The default scorer is exact string match. Provide your own for fuzzy or semantic scoring:

ts
import { runEvalSuite } from 'confused-ai/observe';

const report = await runEvalSuite({
  suiteName: 'semantic-accuracy',
  agent,
  dataset: [...],
  scorer: async (input, expected, actual) => {
    // Return a score between 0.0 and 1.0
    if (!expected) return 1;
    const sim = cosineSimilarity(await embed(expected), await embed(actual));
    return sim;
  },
});

Baseline and regression detection

Save a run as the baseline.
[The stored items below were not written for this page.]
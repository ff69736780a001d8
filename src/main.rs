mod app;
mod color;
mod state;
mod ui;

use std::path::Path;

use anyhow::{anyhow, Result};
use app::RailwayDashboardApp;
use eframe::egui;
use railway_dashboard::config::{DashboardConfig, CONFIG_FILE};
use railway_dashboard::data::loader::load_csv;
use railway_dashboard::data::stations::StationTable;
use railway_dashboard::data::Pipeline;
use state::AppState;

fn main() -> Result<()> {
    env_logger::init();

    let config = DashboardConfig::load(Path::new(CONFIG_FILE))?;

    // Without the dataset there is nothing to show: stop here.
    let dataset = load_csv(&config.data_path).inspect_err(|e| log::error!("{e:#}"))?;
    let pipeline = Pipeline::new(dataset, &StationTable::uk());
    let state = AppState::new(pipeline, &config);

    let options = eframe::NativeOptions {
        viewport: egui::ViewportBuilder::default()
            .with_inner_size([1400.0, 900.0])
            .with_min_inner_size([800.0, 500.0]),
        ..Default::default()
    };

    eframe::run_native(
        "UK Railway Intelligence Dashboard",
        options,
        Box::new(|_cc| Ok(Box::new(RailwayDashboardApp::new(state)))),
    )
    .map_err(|e| anyhow!("running the dashboard window: {e}"))
}
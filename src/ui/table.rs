use eframe::egui::Ui;
use egui_extras::{Column, TableBuilder};
use railway_dashboard::data::model::{Column as DataColumn, EnrichedRecord};

use crate::state::AppState;

const ROW_HEIGHT: f32 = 18.0;

const TEXT_COLUMNS: [DataColumn; 5] = [
    DataColumn::PurchaseType,
    DataColumn::TicketClass,
    DataColumn::DepartureStation,
    DataColumn::ArrivalDestination,
    DataColumn::JourneyStatus,
];

/// Table of the visible records, capped at `state.table_rows` rows.
pub fn record_table(ui: &mut Ui, state: &AppState) {
    let rows: Vec<&EnrichedRecord> = state.visible_records().take(state.table_rows).collect();
    if rows.len() < state.visible_indices.len() {
        ui.label(format!(
            "Showing the first {} of {} records",
            rows.len(),
            state.visible_indices.len()
        ));
    }

    TableBuilder::new(ui)
        .striped(true)
        .vscroll(false)
        .columns(Column::auto().at_least(90.0), TEXT_COLUMNS.len())
        .column(Column::auto().at_least(60.0))
        .column(Column::remainder())
        .header(20.0, |mut header| {
            for column in TEXT_COLUMNS {
                header.col(|ui| {
                    ui.strong(column.header());
                });
            }
            header.col(|ui| {
                ui.strong("Price");
            });
            header.col(|ui| {
                ui.strong("Located");
            });
        })
        .body(|body| {
            body.rows(ROW_HEIGHT, rows.len(), |mut row| {
                let record = rows[row.index()];
                for column in TEXT_COLUMNS {
                    row.col(|ui| {
                        ui.label(record.ticket.text(column).unwrap_or("–"));
                    });
                }
                row.col(|ui| {
                    match record.ticket.price {
                        Some(p) => ui.label(format!("£{p:.2}")),
                        None => ui.label("–"),
                    };
                });
                row.col(|ui| {
                    ui.label(located_label(record));
                });
            });
        });
}

fn located_label(record: &EnrichedRecord) -> &'static str {
    match (record.departure.is_some(), record.arrival.is_some()) {
        (true, true) => "both",
        (true, false) => "departure",
        (false, true) => "arrival",
        (false, false) => "none",
    }
}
Future runs that drop more than regressionThreshold below the baseline will fail.

ts
// First run — mark as baseline
const baseline = await runEvalSuite({
  suiteName: 'factual-accuracy',
  store,
  agent,
  dataset,
  setBaseline: true,  // ← saves this run as the reference point
});

// Subsequent runs — automatically compared against baseline
const followUp = await runEvalSuite({
  suiteName: 'factual-accuracy',
  store,
  agent,
  dataset,
  regressionThreshold: 0.05, // default — fail if > 5% below baseline
});

console.log(`Baseline score: ${followUp.baselineScore}`);
console.log(`This run:       ${followUp.averageScore}`);
console.log(`Delta:          ${followUp.regressionDelta}`); // positive = improvement

EvalReport fields

FieldTypeDescription
suiteRunIdstringID of this run
suiteNamestringSuite identifier
averageScorenumberMean score across all samples
passedCountnumberSamples with score ≥ passingScore
totalCountnumberTotal samples evaluated
samplesEvalDatasetResult[]Per-sample detail
passedbooleantrue when averageScore >= passingScore and no regression
regressionDeltanumber | nullscore - baselineScore; positive = improvement
baselineScorenumber | nullBaseline average score; null if none saved

EvalStore implementations

StoreImportNotes
InMemoryEvalStoreconfused-ai/observabilityDev/test — data lost on restart
SqliteEvalStore.create(path)confused-ai/observabilityDurable default; survives CI runs
createSqliteEvalStore(path)confused-ai/observabilityFactory shorthand

runEvalSuite() options reference

OptionTypeDefaultDescription
suiteNamestringrequiredName for grouping runs in the store
datasetEvalDatasetItem[]required{ input, expectedOutput?, metadata? }
agentCreateAgentResultrequiredThe agent under evaluation
storeEvalStoreOmit for transient (no persistence)
scorerEvalScorerexact match(input, expected, actual) => 0..1
passingScorenumber0Minimum per-sample score to count as passed
regressionThresholdnumber0.05Max tolerated score drop from baseline
setBaselinebooleanfalseSave this run as the new baseline
onSamplecallbackProgress hook: (index, total, sample)
sampleTimeoutMsnumber60_000Per-sample agent timeout
concurrencynumber1Run N samples concurrently

Released under the MIT License.